Wherever the string "Mutex" appears in the listing, copy that line.
┄┄┄┄┄┄
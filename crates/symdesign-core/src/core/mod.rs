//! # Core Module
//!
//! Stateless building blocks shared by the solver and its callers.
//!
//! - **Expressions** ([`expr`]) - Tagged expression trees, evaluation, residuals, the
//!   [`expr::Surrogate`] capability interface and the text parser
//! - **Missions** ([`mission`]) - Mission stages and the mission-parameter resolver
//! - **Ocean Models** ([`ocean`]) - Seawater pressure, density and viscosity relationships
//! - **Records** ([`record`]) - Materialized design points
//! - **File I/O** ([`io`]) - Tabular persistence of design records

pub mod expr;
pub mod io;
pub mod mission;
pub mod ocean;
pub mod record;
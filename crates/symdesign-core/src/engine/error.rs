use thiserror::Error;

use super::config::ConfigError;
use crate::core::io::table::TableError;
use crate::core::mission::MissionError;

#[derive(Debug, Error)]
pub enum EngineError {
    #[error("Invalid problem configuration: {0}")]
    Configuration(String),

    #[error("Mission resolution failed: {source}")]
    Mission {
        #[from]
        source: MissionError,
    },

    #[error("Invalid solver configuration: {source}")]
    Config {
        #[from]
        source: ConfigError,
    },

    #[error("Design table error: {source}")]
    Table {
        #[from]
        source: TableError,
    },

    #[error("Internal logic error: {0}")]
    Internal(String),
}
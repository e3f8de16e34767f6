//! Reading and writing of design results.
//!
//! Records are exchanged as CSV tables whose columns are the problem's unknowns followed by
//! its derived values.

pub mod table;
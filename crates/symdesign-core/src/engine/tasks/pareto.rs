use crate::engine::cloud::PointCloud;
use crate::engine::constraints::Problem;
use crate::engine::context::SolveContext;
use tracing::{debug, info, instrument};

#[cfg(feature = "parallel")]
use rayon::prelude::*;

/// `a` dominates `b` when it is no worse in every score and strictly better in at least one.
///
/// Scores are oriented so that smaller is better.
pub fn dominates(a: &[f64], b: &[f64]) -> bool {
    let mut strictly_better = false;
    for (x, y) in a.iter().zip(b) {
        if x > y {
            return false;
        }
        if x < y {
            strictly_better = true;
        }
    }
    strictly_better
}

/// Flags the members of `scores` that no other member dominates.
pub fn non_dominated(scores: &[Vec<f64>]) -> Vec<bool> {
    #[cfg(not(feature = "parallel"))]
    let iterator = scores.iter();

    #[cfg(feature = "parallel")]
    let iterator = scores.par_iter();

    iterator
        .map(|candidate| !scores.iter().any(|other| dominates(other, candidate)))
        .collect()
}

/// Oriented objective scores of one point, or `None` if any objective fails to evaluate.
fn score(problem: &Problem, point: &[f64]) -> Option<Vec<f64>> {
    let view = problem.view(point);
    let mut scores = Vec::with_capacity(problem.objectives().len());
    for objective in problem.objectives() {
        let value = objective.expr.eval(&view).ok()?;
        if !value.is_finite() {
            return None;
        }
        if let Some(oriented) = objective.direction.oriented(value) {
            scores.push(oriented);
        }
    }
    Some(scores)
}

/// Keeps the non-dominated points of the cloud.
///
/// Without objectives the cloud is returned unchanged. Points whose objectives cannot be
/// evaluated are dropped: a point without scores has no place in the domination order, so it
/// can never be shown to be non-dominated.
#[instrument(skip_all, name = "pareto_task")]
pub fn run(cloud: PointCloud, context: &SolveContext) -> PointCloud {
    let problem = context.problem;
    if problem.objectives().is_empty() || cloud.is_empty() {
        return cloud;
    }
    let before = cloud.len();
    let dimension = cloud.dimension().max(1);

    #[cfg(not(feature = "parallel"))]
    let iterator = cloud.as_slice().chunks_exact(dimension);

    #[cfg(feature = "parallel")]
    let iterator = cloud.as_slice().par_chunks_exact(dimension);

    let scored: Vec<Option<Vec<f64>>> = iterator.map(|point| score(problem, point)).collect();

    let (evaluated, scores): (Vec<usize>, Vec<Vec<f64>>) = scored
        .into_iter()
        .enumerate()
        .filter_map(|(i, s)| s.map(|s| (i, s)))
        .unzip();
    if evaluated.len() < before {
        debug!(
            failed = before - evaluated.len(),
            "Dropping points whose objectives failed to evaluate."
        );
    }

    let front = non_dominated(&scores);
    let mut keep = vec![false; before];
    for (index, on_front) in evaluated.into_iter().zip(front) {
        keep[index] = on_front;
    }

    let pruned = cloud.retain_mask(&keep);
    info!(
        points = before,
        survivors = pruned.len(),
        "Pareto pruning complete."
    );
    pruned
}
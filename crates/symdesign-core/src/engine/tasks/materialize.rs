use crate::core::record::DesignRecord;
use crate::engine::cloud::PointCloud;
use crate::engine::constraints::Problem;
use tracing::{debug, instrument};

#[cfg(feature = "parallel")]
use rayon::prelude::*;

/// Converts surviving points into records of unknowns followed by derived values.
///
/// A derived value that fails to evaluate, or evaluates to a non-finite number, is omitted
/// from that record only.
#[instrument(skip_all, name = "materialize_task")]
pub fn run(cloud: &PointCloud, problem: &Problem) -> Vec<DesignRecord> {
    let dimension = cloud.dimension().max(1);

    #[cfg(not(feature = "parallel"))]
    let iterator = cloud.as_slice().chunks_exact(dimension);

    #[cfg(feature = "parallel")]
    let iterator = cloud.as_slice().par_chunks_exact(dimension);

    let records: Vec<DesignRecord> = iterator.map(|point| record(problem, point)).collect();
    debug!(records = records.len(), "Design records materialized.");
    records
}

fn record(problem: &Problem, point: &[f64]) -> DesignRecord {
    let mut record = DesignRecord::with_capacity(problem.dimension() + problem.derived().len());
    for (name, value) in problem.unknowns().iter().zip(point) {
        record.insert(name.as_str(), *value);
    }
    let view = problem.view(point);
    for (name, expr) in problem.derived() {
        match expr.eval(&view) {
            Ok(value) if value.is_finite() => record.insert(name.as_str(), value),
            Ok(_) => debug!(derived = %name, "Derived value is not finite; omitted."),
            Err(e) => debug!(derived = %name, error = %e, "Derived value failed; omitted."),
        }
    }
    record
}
┄┄┄┄┄┄
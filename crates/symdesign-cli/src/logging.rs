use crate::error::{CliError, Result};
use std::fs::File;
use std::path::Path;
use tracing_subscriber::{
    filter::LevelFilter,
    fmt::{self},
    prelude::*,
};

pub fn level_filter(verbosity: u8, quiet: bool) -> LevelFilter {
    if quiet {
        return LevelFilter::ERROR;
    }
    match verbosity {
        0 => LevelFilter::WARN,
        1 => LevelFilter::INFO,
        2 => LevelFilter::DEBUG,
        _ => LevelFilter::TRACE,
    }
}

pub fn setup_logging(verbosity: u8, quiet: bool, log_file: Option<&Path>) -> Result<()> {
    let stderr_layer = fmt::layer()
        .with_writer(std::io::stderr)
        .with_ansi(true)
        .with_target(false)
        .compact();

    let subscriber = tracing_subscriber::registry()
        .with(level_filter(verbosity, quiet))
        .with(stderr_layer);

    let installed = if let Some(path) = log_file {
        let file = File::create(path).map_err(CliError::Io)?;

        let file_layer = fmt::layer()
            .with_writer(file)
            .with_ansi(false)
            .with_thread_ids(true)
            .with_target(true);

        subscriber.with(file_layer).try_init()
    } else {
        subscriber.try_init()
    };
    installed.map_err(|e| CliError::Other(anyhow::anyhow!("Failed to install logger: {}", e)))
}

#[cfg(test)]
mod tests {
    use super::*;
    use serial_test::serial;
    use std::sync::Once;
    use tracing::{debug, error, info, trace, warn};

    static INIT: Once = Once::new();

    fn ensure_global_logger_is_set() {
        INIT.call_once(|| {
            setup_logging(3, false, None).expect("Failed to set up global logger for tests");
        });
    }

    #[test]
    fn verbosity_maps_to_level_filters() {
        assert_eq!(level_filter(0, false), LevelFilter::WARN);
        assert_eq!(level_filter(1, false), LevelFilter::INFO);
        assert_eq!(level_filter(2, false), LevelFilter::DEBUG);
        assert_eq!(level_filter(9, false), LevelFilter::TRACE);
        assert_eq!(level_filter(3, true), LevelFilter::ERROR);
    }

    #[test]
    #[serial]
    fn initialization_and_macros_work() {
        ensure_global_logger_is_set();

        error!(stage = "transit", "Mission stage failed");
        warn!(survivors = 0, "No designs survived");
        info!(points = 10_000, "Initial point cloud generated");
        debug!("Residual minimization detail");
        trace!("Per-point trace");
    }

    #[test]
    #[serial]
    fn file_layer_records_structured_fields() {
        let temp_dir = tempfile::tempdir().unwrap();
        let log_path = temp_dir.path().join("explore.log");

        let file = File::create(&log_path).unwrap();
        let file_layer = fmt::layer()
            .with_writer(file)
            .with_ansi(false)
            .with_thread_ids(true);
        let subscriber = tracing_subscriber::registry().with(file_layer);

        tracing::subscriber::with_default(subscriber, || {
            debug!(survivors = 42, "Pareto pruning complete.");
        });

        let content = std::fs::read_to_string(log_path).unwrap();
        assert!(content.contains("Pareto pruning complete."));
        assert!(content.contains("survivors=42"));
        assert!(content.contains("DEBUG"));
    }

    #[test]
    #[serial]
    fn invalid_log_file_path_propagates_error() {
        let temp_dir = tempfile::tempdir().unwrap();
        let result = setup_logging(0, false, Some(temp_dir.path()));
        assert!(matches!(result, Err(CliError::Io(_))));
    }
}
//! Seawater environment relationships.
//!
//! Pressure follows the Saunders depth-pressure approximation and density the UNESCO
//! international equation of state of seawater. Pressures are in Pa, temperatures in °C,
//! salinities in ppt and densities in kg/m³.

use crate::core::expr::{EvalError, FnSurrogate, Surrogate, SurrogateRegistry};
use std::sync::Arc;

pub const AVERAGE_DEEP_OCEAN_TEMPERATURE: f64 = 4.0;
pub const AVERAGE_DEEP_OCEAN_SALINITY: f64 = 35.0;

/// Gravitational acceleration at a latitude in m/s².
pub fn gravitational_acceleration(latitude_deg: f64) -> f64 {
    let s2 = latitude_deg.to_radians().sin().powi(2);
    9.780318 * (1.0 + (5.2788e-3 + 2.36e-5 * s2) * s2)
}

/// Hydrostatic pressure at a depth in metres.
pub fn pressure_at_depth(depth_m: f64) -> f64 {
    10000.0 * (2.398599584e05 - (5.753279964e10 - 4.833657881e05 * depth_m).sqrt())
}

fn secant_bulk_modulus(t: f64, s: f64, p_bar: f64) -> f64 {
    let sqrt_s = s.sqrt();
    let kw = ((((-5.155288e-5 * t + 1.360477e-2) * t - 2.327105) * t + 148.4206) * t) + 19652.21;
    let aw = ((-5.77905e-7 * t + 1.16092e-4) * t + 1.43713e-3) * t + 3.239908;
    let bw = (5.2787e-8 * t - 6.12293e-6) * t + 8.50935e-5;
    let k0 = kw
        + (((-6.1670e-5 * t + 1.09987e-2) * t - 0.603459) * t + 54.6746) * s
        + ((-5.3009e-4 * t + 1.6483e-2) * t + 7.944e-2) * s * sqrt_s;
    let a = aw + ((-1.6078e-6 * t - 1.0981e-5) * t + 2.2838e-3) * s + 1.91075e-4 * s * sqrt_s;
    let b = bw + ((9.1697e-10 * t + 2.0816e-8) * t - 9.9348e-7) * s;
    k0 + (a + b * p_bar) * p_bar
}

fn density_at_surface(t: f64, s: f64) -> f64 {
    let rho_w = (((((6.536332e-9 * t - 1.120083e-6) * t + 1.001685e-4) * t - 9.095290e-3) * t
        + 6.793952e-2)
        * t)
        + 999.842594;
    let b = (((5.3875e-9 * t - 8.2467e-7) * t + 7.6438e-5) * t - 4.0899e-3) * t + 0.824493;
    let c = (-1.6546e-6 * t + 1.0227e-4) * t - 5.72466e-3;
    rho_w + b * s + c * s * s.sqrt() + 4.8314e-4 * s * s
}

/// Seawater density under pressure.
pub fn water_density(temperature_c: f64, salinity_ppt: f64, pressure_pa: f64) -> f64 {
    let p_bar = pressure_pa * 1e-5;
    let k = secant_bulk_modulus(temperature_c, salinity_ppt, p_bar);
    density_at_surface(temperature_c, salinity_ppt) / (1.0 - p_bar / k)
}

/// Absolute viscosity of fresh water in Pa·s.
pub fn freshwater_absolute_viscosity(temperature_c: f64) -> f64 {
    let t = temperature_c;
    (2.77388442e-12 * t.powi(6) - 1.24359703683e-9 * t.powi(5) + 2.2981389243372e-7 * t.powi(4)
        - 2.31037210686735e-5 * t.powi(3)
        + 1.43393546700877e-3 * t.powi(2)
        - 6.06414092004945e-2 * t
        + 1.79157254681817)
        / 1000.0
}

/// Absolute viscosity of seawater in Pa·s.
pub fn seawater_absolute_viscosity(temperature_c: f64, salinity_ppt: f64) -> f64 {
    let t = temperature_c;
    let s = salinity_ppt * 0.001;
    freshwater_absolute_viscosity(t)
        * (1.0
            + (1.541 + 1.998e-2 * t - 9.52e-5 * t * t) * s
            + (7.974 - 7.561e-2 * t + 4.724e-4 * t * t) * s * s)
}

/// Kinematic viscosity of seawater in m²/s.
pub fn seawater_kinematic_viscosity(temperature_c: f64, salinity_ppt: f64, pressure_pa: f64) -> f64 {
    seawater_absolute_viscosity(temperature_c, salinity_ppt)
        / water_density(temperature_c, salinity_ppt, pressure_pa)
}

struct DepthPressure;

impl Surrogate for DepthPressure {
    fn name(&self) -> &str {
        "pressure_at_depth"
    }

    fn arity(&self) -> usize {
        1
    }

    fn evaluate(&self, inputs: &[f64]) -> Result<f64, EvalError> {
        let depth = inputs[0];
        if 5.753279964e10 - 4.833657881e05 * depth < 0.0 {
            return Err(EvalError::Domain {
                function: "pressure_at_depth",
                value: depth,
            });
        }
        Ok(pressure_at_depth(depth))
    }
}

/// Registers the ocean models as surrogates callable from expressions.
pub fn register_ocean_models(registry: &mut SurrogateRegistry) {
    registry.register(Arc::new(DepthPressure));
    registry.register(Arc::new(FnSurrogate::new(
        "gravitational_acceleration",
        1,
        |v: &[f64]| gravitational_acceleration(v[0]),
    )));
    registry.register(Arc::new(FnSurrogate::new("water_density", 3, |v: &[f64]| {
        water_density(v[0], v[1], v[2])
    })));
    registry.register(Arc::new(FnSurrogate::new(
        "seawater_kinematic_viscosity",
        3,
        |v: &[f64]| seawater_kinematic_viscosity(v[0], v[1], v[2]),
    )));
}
┄┄┄┄┄┄
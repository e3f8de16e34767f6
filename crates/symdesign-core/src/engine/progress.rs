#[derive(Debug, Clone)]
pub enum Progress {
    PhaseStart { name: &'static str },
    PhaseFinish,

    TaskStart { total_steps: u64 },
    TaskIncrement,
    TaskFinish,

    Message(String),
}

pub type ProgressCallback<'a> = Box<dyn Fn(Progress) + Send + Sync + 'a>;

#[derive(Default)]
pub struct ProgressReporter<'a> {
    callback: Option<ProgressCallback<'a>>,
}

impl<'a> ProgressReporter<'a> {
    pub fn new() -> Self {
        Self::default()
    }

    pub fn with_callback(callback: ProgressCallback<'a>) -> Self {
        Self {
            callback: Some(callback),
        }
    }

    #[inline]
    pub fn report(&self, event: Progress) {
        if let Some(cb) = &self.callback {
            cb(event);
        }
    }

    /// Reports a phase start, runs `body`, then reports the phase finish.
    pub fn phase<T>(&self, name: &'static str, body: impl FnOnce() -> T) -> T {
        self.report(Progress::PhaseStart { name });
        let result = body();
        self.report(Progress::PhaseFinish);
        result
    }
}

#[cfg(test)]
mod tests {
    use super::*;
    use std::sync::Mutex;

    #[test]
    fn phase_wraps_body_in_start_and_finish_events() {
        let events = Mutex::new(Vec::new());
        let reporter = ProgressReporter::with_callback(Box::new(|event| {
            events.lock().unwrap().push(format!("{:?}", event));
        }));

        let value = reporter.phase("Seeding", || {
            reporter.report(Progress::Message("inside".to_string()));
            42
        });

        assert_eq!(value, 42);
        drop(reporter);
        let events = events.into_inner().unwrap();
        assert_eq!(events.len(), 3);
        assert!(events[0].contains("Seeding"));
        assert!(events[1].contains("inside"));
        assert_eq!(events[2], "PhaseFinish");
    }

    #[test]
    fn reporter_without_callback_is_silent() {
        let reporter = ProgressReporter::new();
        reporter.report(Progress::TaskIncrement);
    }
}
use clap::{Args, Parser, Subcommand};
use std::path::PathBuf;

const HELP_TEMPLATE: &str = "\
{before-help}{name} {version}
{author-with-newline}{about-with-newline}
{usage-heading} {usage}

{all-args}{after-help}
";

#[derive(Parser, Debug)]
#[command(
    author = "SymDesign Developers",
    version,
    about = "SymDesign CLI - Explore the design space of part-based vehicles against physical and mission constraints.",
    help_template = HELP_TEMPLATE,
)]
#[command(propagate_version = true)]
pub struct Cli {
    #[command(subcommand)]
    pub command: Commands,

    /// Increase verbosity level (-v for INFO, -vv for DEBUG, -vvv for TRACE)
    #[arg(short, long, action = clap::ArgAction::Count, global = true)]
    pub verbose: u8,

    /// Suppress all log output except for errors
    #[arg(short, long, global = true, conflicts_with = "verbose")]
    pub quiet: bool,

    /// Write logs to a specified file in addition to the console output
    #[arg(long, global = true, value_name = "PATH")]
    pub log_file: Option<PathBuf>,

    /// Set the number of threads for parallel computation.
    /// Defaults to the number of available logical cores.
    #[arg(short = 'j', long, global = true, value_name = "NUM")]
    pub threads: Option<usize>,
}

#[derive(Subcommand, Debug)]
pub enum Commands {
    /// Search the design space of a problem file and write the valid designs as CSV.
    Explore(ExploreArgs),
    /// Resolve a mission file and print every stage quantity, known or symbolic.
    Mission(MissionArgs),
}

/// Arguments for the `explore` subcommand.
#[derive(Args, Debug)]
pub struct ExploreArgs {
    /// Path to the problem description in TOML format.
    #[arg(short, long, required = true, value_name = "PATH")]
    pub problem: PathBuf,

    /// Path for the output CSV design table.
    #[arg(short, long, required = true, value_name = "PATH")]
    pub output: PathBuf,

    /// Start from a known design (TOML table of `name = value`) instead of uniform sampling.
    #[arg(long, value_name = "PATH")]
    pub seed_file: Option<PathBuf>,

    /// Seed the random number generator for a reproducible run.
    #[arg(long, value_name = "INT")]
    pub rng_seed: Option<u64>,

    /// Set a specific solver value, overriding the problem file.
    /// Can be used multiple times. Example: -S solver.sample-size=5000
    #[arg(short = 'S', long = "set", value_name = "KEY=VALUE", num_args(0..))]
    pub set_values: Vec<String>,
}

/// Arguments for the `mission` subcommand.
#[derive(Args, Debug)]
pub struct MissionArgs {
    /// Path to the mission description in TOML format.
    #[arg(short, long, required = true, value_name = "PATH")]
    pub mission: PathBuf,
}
┄┄┄┄┄┄
### Result of this task
    use std::sync::Mutex;
        let events = Mutex::new(Vec::new());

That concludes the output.